We both know how wrong it is, but staying completely chaste and pure at his point feels so impossible right now. I love him so much and we have a great friendship and I’m excited to be his wife soon. I feel like this is tainting everything and I’m so frustrated.

I don’t really know what I’m asking other than… has anyone had a similar struggle? Do you have any suggestions for us? We’ve prayed (we could pray more, we will…) and we go to confession every time something like this happens, and seek counsel. Are there any certain prayers or saints, etc… that would be helpful? Any help at all…

Thanks. God bless.


#2

I'm not engaged, but I have been in relationships that have gone beyond my comfort zone. My advice to you is to read up on why everything you're doing is wrong and really memorize it. When we're tempted we start to justify our actions in our minds. I do that a lot unfortunately :( But if you know why everything is wrong in the first place, and you know it like the back of your hand, it's easier to fight temptations with logic. That's how my mind works anyway :p

I also suggest getting a Miraculous Medal for the both of you (and get it blessed). Pray the Rosary as much as you can, be it with him or when you're on your own. Also, I suggest printing up a small copy of the St. Michael prayer you can carry with you (or memorize it). When temptations come up, start saying it, no matter how much your mind is telling you that what you're doing is ok.

Go on dates where people are around- movies, dinner, walks in the park, etc. Avoiding alone time would do you two good it seems like (I apologize if that sounded insulting. I don't mean it that way!)

Lastly, surround yourself with holy images, like prayer cards. Even if you don't have prayer cards, you can certainly print stuff off the Internet. Put the images next to your bed, in your car, and on your computer. If you have a phone or ipod that you can change the background on, change it to a holy image (I used to change my background to St. Michael if I was feeling really tempted).

I heard a quote once: "It's not about how many times you fall down.

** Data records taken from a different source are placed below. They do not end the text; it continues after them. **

//! Signup form and submission.

use axum::{
    extract::Extension,
    http::{header::SET_COOKIE, HeaderMap, StatusCode},
    response::{IntoResponse, Redirect, Response},
    Form,
};
use serde::Deserialize;
use sqlx::PgPool;
use tracing::error;

use super::{
    storage::{insert_user, SignupOutcome},
    utils::{hash_password, normalize_email, valid_email},
};
use crate::api::{
    flash::{self, Level},
    pages,
};

#[derive(Debug, Deserialize)]
pub struct SignupForm {
    pub email: String,
    pub password: String,
}

/// `GET /signup` - render the form, consuming any pending flash.
pub async fn form(headers: HeaderMap) -> Response {
    let pending = flash::take(&headers);
    let mut response_headers = HeaderMap::new();
    if pending.is_some() {
        response_headers.insert(SET_COOKIE, flash::clear_cookie());
    }
    (response_headers, pages::signup_form(pending.as_ref())).into_response()
}

/// `POST /signup` - create the account or flash the conflict.
pub async fn submit(pool: Extension<PgPool>, Form(form): Form<SignupForm>) -> Response {
    let email = normalize_email(&form.email);
    if !valid_email(&email) {
        return flash::flash_redirect(
            Level::Danger,
            "Please enter a valid email address",
            "/signup",
        );
    }
    if form.password.is_empty() {
        return flash::flash_redirect(Level::Danger, "Please choose a password", "/signup");
    }

    let password_hash = match hash_password(&form.password) {
        Ok(hash) => hash,
        Err(err) => {
            error!("Failed to hash password: {err}");
            return StatusCode::INTERNAL_SERVER_ERROR.into_response();
        }
    };

    match insert_user(&pool, &email, &password_hash).await {
        Ok(SignupOutcome::Created) => Redirect::to("/login").into_response(),
        Ok(SignupOutcome::Conflict) => {
            flash::flash_redirect(Level::Danger, "Email address already exists", "/signup")
        }
        Err(err) => {
            error!("Failed to create user: {err}");
            StatusCode::INTERNAL_SERVER_ERROR.into_response()
        }
    }
}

It's about how many times you get back up". You two know what to do. Now get out there and do it :thumbsup:

PS- Check out the chastity link at the top of the page and read the Q&A section. Good stuff!! :D


#3

[quote="avemaria58, post:1, topic:240879"]
Hey ? Any help at all...

Thanks. God bless.

[/quote]

either get married, or stay out of the situation. you know very well the situation I am talking about. Just get married.


#4

My wife and I had some similar struggles during our engagement. The only thing that worked for us was limiting physical contact. We did not allow extended hugs or "intimate" kisssing. It was tremendously hard. We also prayed to St. Augustine. As a young man, he also struggled with chastity. We also found it much easier to avoid sinning when there were other people around.


#5

Life is short, you've already married him in your heart, lose the guilt and enjoy it!


#6

I like what Deacon Harold Burke-Sivers says he does. He is married and there are times when he is feeling "frisky" but his wife is not. He keeps a copy of St. Thomas Aquinas' book Summa Theologica on his night stand. Whenever he gets sexually frustrated, he reads something from that book. He says there is nothing, NOTHING, that will kill the sexual urge like the Summa! :rotfl:


#7

The suggestion by a previous poster to surround yourself with holy images is a really good one. I find that wearing a cross as my necklace makes both me and my fiance feel too guilty to go further than we should. :o

We have been together for several years, and to be honest it wasn’t terribly hard to stay chaste up until we were engaged. I guess I felt like because we were committed to each other in a different way, it’s been a little harder for me. We haven’t given in, and I don’t think we will, but we’ve definitely had to become a bit more vigilant and careful.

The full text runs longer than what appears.